As Blanche arrives in the quarter the residents are nothing but helpful, Eunice immediately asks her, ‘What’s the matter honey? Are you lost?’ The fact that she calls a stranger ‘honey’ shows how comfortable and relaxed in her environment she is. It seems that everybody is everybody’s friend at this point.
Blanche’s initial reaction to the quarter gives us an insight into the social class there. She simply cannot believe that her well to do sister could live in such an area, we see this when the streetcar stops at Elysian Fields for her and she exclaims ‘They mustn’t have – understood – what number I wanted…’ We are shown the difference in the sister’s new social classes when Blanche’s appearance is described as being ‘incongruous’ to the setting, after an explanation of Blanche’s ‘dainty’ yet flamboyant appearance we realise that it is the setting that is of a low class.

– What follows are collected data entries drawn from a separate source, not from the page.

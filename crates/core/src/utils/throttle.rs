//! Leading-edge throttle for UI-triggered calls
//!
//! Lets the first call through and rejects the rest until the interval has
//! elapsed. Nothing is queued or replayed.

use std::time::{Duration, Instant};

use chatwire_domain::constants::DEFAULT_THROTTLE_MS;
use parking_lot::Mutex;

#[derive(Debug)]
pub struct Throttle {
    interval: Duration,
    last: Mutex<Option<Instant>>,
}

impl Throttle {
    pub fn new(interval: Duration) -> Self {
        Self { interval, last: Mutex::new(None) }
    }

    /// Returns `true` when the caller may proceed.
    pub fn try_acquire(&self) -> bool {
        self.try_acquire_at(Instant::now())
    }

    fn try_acquire_at(&self, now: Instant) -> bool {
        let mut last = self.last.lock();
        match *last {
            Some(previous) if now.saturating_duration_since(previous) <= self.interval => false,
            _ => {
                *last = Some(now);
                true
            }
        }
    }

    pub fn reset(&self) {
        *self.last.lock() = None;
    }
}

impl Default for Throttle {
    fn default() -> Self {
        Self::new(Duration::from_millis(DEFAULT_THROTTLE_MS))
    }
}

The Quarter is depicted as being heavily influenced by its music, in particular the ‘Blue Piano’ which is mentioned throughout this scene and the entire play. This gives the scene a rhythmical and relaxed sense about it which strengthens previous ideas of ‘Elysian’ Fields having a certain luxury about it’s atmosphere, ‘In this part of New Orleans you are practically always just round the corner.. from a tinny piano being played with the infatuated fluency of brown fingers.’

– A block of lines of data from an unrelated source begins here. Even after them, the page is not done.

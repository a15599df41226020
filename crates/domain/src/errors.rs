//! Error types used throughout the request layer
//!
//! Three layers of errors live here:
//! - [`ChatwireError`] for setup failures (configuration, client construction)
//! - [`TransportError`] for calls that never produced an HTTP response
//! - [`ClassifiedError`] for the closed taxonomy every request resolves into

use std::fmt;

use serde::{Deserialize, Serialize};
use serde_json::Value;
use thiserror::Error;

/// Setup-time error type for Chatwire
#[derive(Error, Debug, Serialize, Deserialize)]
#[serde(tag = "type", content = "message")]
pub enum ChatwireError {
    #[error("Configuration error: {0}")]
    Config(String),

    #[error("Network error: {0}")]
    Network(String),

    #[error("Internal error: {0}")]
    Internal(String),
}

/// Result type alias for Chatwire setup operations
pub type Result<T> = std::result::Result<T, ChatwireError>;

/// Why an in-flight request was cancelled.
#[derive(Debug, Clone, Copy, PartialEq, Eq, Hash, Serialize, Deserialize)]
#[serde(rename_all = "snake_case")]
pub enum CancelReason {
    /// A newer request with the same identity was dispatched
    Superseded,
    /// The hosting application is tearing down
    Teardown,
    /// The transport aborted the call on its own
    Aborted,
}

impl fmt::Display for CancelReason {
    fn fmt(&self, f: &mut fmt::Formatter<'_>) -> fmt::Result {
        match self {
            Self::Superseded => write!(f, "superseded by newer request"),
            Self::Teardown => write!(f, "cancelled by application teardown"),
            Self::Aborted => write!(f, "aborted by transport"),
        }
    }
}

/// A request that never received an HTTP response.
#[derive(Error, Debug, Clone, PartialEq, Eq)]
pub enum TransportError {
    #[error("timeout: {0}")]
    Timeout(String),

    #[error("connection failed: {0}")]
    Connection(String),

    /// The request could not be built (bad URL, unencodable body)
    #[error("invalid request: {0}")]
    Invalid(String),

    #[error("aborted: {0}")]
    Aborted(String),
}

/// Closed set of outcome kinds, used for notices and log fields.
#[derive(Debug, Clone, Copy, PartialEq, Eq, Hash, Serialize, Deserialize)]
#[serde(rename_all = "snake_case")]
pub enum ErrorKind {
    Cancelled,
    Timeout,
    ConnectionError,
    Unauthorized,
    Forbidden,
    NotFound,
    ServerError,
    OtherHttpError,
    BusinessError,
    /// Non-fatal: the raw payload is returned with a warning
    MalformedResponse,
    Decode,
}

impl ErrorKind {
    pub fn as_str(self) -> &'static str {
        match self {
            Self::Cancelled => "cancelled",
            Self::Timeout => "timeout",
            Self::ConnectionError => "connection_error",
            Self::Unauthorized => "unauthorized",
            Self::Forbidden => "forbidden",
            Self::NotFound => "not_found",
            Self::ServerError => "server_error",
            Self::OtherHttpError => "other_http_error",
            Self::BusinessError => "business_error",
            Self::MalformedResponse => "malformed_response",
            Self::Decode => "decode",
        }
    }
}

impl fmt::Display for ErrorKind {
    fn fmt(&self, f: &mut fmt::Formatter<'_>) -> fmt::Result {
        f.write_str(self.as_str())
    }
}

/// Every non-success request outcome, classified.
#[derive(Error, Debug, Clone, PartialEq)]
pub enum ClassifiedError {
    /// Expected control flow; never surfaced to the user
    #[error("request cancelled: {reason}")]
    Cancelled { reason: CancelReason },

    #[error("request timed out: {message}")]
    Timeout { message: String },

    #[error("connection error: {message}")]
    ConnectionError { message: String },

    #[error("unauthorized (401): {message}")]
    Unauthorized { message: String },

    #[error("forbidden (403): {message}")]
    Forbidden { message: String },

    #[error("not found (404): {message}")]
    NotFound { message: String },

    #[error("server error (500): {message}")]
    ServerError { message: String },

    #[error("HTTP {status}: {message}")]
    OtherHttpError { status: u16, message: String },

    /// HTTP succeeded but the envelope `code` was not the ok sentinel.
    /// `code` is kept as received, which may be a string or a float.
    #[error("business error {code}: {message}")]
    BusinessError { code: Value, message: String, data: Option<Value> },

    /// The unwrapped payload did not match the caller's expected type
    #[error("failed to decode response payload: {0}")]
    Decode(String),
}

impl ClassifiedError {
    pub fn kind(&self) -> ErrorKind {
        match self {
            Self::Cancelled { .. } => ErrorKind::Cancelled,
            Self::Timeout { .. } => ErrorKind::Timeout,
            Self::ConnectionError { .. } => ErrorKind::ConnectionError,
            Self::Unauthorized { .. } => ErrorKind::Unauthorized,
            Self::Forbidden { .. } => ErrorKind::Forbidden,
            Self::NotFound { .. } => ErrorKind::NotFound,
            Self::ServerError { .. } => ErrorKind::ServerError,
            Self::OtherHttpError { .. } => ErrorKind::OtherHttpError,
            Self::BusinessError { .. } => ErrorKind::BusinessError,
            Self::Decode(_) => ErrorKind::Decode,
        }
    }

    /// HTTP status that produced this error, when one was received.
    pub fn http_status(&self) -> Option<u16> {
        match self {
            Self::Unauthorized { .. } => Some(401),
            Self::Forbidden { .. } => Some(403),
            Self::NotFound { .. } => Some(404),
            Self::ServerError { .. } => Some(500),
            Self::OtherHttpError { status, .. } => Some(*status),
            _ => None,
        }
    }

    pub fn is_cancelled(&self) -> bool {
        matches!(self, Self::Cancelled { .. })
    }

    /// Whether the request layer should raise a best-effort user notice.
    pub fn should_notify(&self) -> bool {
        matches!(
            self.kind(),
            ErrorKind::NotFound
                | ErrorKind::ServerError
                | ErrorKind::Unauthorized
                | ErrorKind::ConnectionError
                | ErrorKind::Timeout
        )
    }

    /// Human-readable message without the kind prefix.
    pub fn message(&self) -> String {
        match self {
            Self::Cancelled { reason } => reason.to_string(),
            Self::Timeout { message }
            | Self::ConnectionError { message }
            | Self::Unauthorized { message }
            | Self::Forbidden { message }
            | Self::NotFound { message }
            | Self::ServerError { message }
            | Self::OtherHttpError { message, .. }
            | Self::BusinessError { message, .. } => message.clone(),
            Self::Decode(message) => message.clone(),
        }
    }
}

#[cfg(test)]
mod tests {
    use super::*;

    #[test]
    fn http_statuses_follow_variant() {
        let err = ClassifiedError::OtherHttpError { status: 418, message: "teapot".into() };
        assert_eq!(err.http_status(), Some(418));
        assert_eq!(err.kind(), ErrorKind::OtherHttpError);

        let err = ClassifiedError::Timeout { message: "slow".into() };
        assert_eq!(err.http_status(), None);
    }

    #[test]
    fn cancelled_is_never_notified() {
        let err = ClassifiedError::Cancelled { reason: CancelReason::Superseded };
        assert!(err.is_cancelled());
        assert!(!err.should_notify());
        assert_eq!(err.message(), "superseded by newer request");
    }

    #[test]
    fn notified_kinds() {
        let notified = [
            ClassifiedError::NotFound { message: String::new() },
            ClassifiedError::ServerError { message: String::new() },
            ClassifiedError::Unauthorized { message: String::new() },
            ClassifiedError::ConnectionError { message: String::new() },
            ClassifiedError::Timeout { message: String::new() },
        ];
        assert!(notified.iter().all(ClassifiedError::should_notify));

        let silent = [
            ClassifiedError::Forbidden { message: String::new() },
            ClassifiedError::OtherHttpError { status: 502, message: String::new() },
            ClassifiedError::BusinessError {
                code: Value::from(500),
                message: String::new(),
                data: None,
            },
        ];
        assert!(!silent.iter().any(ClassifiedError::should_notify));
    }

    #[test]
    fn business_error_display_carries_code_and_message() {
        let err = ClassifiedError::BusinessError {
            code: Value::from(501),
            message: "invalid".into(),
            data: None,
        };
        assert_eq!(err.to_string(), "business error 501: invalid");

        let err = ClassifiedError::BusinessError {
            code: Value::from("E42"),
            message: "invalid".into(),
            data: None,
        };
        assert_eq!(err.to_string(), "business error \"E42\": invalid");
    }

    #[test]
    fn setup_errors_serialize_tagged() {
        let json = serde_json::to_value(ChatwireError::Config("bad timeout".into())).unwrap();
        assert_eq!(json["type"], "Config");
        assert_eq!(json["message"], "bad timeout");
    }
}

2) A Streetcar Named Desire V.EVANS
Audience members may well see Stanley as an egalitarian hero at the play's start. He is loyal to his friends and passionate to his wife. Stanley's down-to-earth character proves harmfully crude and brutish. His chief amusements are gambling, bowling, sex, and drinking, and he lacks ideals and imagination. He possesses an animalistic physical vitality that is evident in his love of work, of fighting, and of sex. When the audience is first introduced to him he is shouting for Stella in his tough streetwise banter and hurling a package of meat up to her. This underscores his primitive qualities. It is as if he were bringing it back to his cave fresh from the kill. His entrance also underscores the intense sexual bond between him and Stella, which is apparent to the other characters as well. Stanley yells "Catch!" as he tosses the package, and a moment later the Negro woman yells "Catch what!" Eunice and the Negro woman see something sexual and hilarious in Stanley's act of tossing the meat to a breathlessly delighted Stella. Williams makes his nature very apparent right from the beginning if only subtly at first.

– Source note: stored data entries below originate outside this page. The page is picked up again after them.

//! Response/error classifier
//!
//! Maps every request [`Outcome`] onto either the unwrapped business payload
//! or a [`ClassifiedError`].
//!
//! Malformed-but-present bodies are returned as raw text with a warning
//! instead of failing. That leniency is a deliberate policy that may hide
//! backend faults; see DESIGN.md before changing it.

use chatwire_domain::constants::DEFAULT_BUSINESS_ERROR_MSG;
use chatwire_domain::{
    CancelReason, ClassifiedError, ErrorKind, RawResponse, ResponseBody, TransportError,
};
use serde_json::Value;
use tracing::warn;

/// What came back from dispatching one request.
#[derive(Debug, Clone, PartialEq, Eq)]
pub enum Outcome {
    Response(RawResponse),
    Failed(TransportError),
    Cancelled(CancelReason),
}

/// Interpret an outcome.
pub fn classify(outcome: Outcome) -> Result<Value, ClassifiedError> {
    match outcome {
        Outcome::Cancelled(reason) => Err(ClassifiedError::Cancelled { reason }),
        Outcome::Failed(error) => Err(classify_transport(error)),
        Outcome::Response(response) if response.is_success() => unwrap_success(&response),
        Outcome::Response(response) => Err(classify_status(&response)),
    }
}

fn classify_transport(error: TransportError) -> ClassifiedError {
    match error {
        TransportError::Timeout(message) => ClassifiedError::Timeout { message },
        TransportError::Connection(message) | TransportError::Invalid(message) => {
            ClassifiedError::ConnectionError { message }
        }
        TransportError::Aborted(_) => ClassifiedError::Cancelled { reason: CancelReason::Aborted },
    }
}

fn unwrap_success(response: &RawResponse) -> Result<Value, ClassifiedError> {
    match ResponseBody::parse(&response.body) {
        ResponseBody::Empty => Ok(Value::Null),
        ResponseBody::Envelope(envelope) if envelope.is_ok() => {
            Ok(envelope.data.unwrap_or(Value::Null))
        }
        ResponseBody::Envelope(envelope) => Err(ClassifiedError::BusinessError {
            code: envelope.code,
            message: envelope.msg.unwrap_or_else(|| DEFAULT_BUSINESS_ERROR_MSG.to_string()),
            data: envelope.data,
        }),
        ResponseBody::Plain(value) => Ok(value),
        ResponseBody::Malformed(raw) => {
            warn!(
                kind = %ErrorKind::MalformedResponse,
                status = response.status,
                content_type = response.content_type.as_deref().unwrap_or("unknown"),
                "response body is not valid JSON; returning raw text"
            );
            Ok(Value::String(raw))
        }
    }
}

fn classify_status(response: &RawResponse) -> ClassifiedError {
    let message = ResponseBody::parse(&response.body)
        .message()
        .map_or_else(|| status_text(response.status), str::to_string);

    match response.status {
        401 => ClassifiedError::Unauthorized { message },
        403 => ClassifiedError::Forbidden { message },
        404 => ClassifiedError::NotFound { message },
        500 => ClassifiedError::ServerError { message },
        status => ClassifiedError::OtherHttpError { status, message },
    }
}

fn status_text(status: u16) -> String {
    http::StatusCode::from_u16(status)
        .ok()
        .and_then(|code| code.canonical_reason())
        .map_or_else(|| format!("HTTP status {status}"), str::to_string)
}

#[cfg(test)]
mod tests {
    use serde_json::json;

    use super::*;

    fn response(status: u16, body: &str) -> Outcome {
        Outcome::Response(RawResponse::new(status, body))
    }

    #[test]
    fn ok_envelope_unwraps_data() {
        let result = classify(response(200, r#"{"code":200,"data":{"x":1}}"#));
        assert_eq!(result.unwrap(), json!({"x": 1}));
    }

    #[test]
    fn ok_envelope_without_data_is_null() {
        let result = classify(response(200, r#"{"code":200,"msg":"saved"}"#));
        assert_eq!(result.unwrap(), Value::Null);
    }

    #[test]
    fn business_failure_under_http_200() {
        let err = classify(response(200, r#"{"code":500,"msg":"invalid"}"#)).unwrap_err();
        assert_eq!(
            err,
            ClassifiedError::BusinessError {
                code: json!(500),
                message: "invalid".into(),
                data: None
            }
        );
    }

    #[test]
    fn non_integer_business_codes_still_fail() {
        let err = classify(response(200, r#"{"code":"500","msg":"invalid"}"#)).unwrap_err();
        assert_eq!(
            err,
            ClassifiedError::BusinessError {
                code: json!("500"),
                message: "invalid".into(),
                data: None
            }
        );

        let err = classify(response(200, r#"{"code":500.0,"msg":"invalid"}"#)).unwrap_err();
        assert_eq!(err.kind(), ErrorKind::BusinessError);

        // A quoted "200" is not the ok value.
        let err = classify(response(200, r#"{"code":"200","data":{"x":1}}"#)).unwrap_err();
        assert_eq!(err.message(), DEFAULT_BUSINESS_ERROR_MSG);
    }

    #[test]
    fn float_ok_code_unwraps_data() {
        let result = classify(response(200, r#"{"code":200.0,"data":{"x":1}}"#));
        assert_eq!(result.unwrap(), json!({"x": 1}));
    }

    #[test]
    fn business_failure_without_message_uses_default() {
        let err = classify(response(200, r#"{"code":1001}"#)).unwrap_err();
        assert_eq!(err.message(), DEFAULT_BUSINESS_ERROR_MSG);
        assert_eq!(err.kind(), ErrorKind::BusinessError);
    }

    #[test]
    fn non_envelope_json_is_returned_whole() {
        let result = classify(response(200, r#"[{"id":1}]"#));
        assert_eq!(result.unwrap(), json!([{"id": 1}]));
    }

    #[test]
    fn malformed_body_returns_raw_text() {
        let result = classify(response(200, "not json"));
        assert_eq!(result.unwrap(), Value::String("not json".into()));
    }

    #[test]
    fn empty_body_is_null() {
        assert_eq!(classify(response(204, "")).unwrap(), Value::Null);
    }

    #[test]
    fn http_statuses_map_to_taxonomy() {
        assert!(matches!(
            classify(response(401, "")).unwrap_err(),
            ClassifiedError::Unauthorized { .. }
        ));
        assert!(matches!(
            classify(response(403, "")).unwrap_err(),
            ClassifiedError::Forbidden { .. }
        ));
        assert!(matches!(
            classify(response(404, "")).unwrap_err(),
            ClassifiedError::NotFound { .. }
        ));
        assert!(matches!(
            classify(response(500, "")).unwrap_err(),
            ClassifiedError::ServerError { .. }
        ));
        assert_eq!(
            classify(response(502, "")).unwrap_err(),
            ClassifiedError::OtherHttpError { status: 502, message: "Bad Gateway".into() }
        );
    }

    #[test]
    fn error_body_message_is_preferred() {
        let err = classify(response(500, r#"{"code":500,"msg":"db down"}"#)).unwrap_err();
        assert_eq!(err, ClassifiedError::ServerError { message: "db down".into() });
    }

    #[test]
    fn unknown_status_text() {
        let err = classify(response(599, "")).unwrap_err();
        assert_eq!(err.message(), "HTTP status 599");
    }

    #[test]
    fn transport_failures() {
        let err = classify(Outcome::Failed(TransportError::Timeout("3000ms".into()))).unwrap_err();
        assert_eq!(err.kind(), ErrorKind::Timeout);

        let err =
            classify(Outcome::Failed(TransportError::Connection("refused".into()))).unwrap_err();
        assert_eq!(err.kind(), ErrorKind::ConnectionError);

        let err = classify(Outcome::Failed(TransportError::Invalid("bad url".into()))).unwrap_err();
        assert_eq!(err.kind(), ErrorKind::ConnectionError);

        let err = classify(Outcome::Failed(TransportError::Aborted("dropped".into()))).unwrap_err();
        assert_eq!(err, ClassifiedError::Cancelled { reason: CancelReason::Aborted });
    }

    #[test]
    fn cancelled_outcome() {
        let err = classify(Outcome::Cancelled(CancelReason::Superseded)).unwrap_err();
        assert!(err.is_cancelled());
    }
}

His family is from Poland, and several times he expresses his outrage at being called ‘Polack’ and other such derogatory names. During their first encounter inside the apartment Blanche calls him a ‘Polack,’ and he makes her look old-fashioned and ignorant by asserting that he was born in America, is an American, and can only be called ‘Polish’. Stanley represents the new America to which Blanche doesn't belong, because she is from a defunct social hierarchy. Stanley's intense hatred of Blanche is motivated in part by the aristocratic past Blanche represents. Stanley's cocky interactions with Blanche show him to be insensitive—he barely lets Blanche get a word in edgewise as he quickly assesses her beauty. Nevertheless, in this introduction, I think that the audience is likely to sympathize with Stanley rather than Blanche, for Blanche behaves superficially and haughtily, while Stanley comes across as unpretentious, a social being with a zest for life if a little rough around the edges.
The stage directions themselves describe Stanley as a virulent character whose chief pleasure is women. His dismissal of Blanche's beauty is therefore significant, because it shows that she does not radiate his same brand of carnal desire. On the other hand, Blanche's delicate manners and sense of decorum are offended by Stanley's virility. Stanley's qualities—variously described as vitality, heartiness, brutality, primitivism, lust for life, animality— will lead him over the course of the play into an unrelenting, unthinking assault on the already crumbling facade of Blanche's world.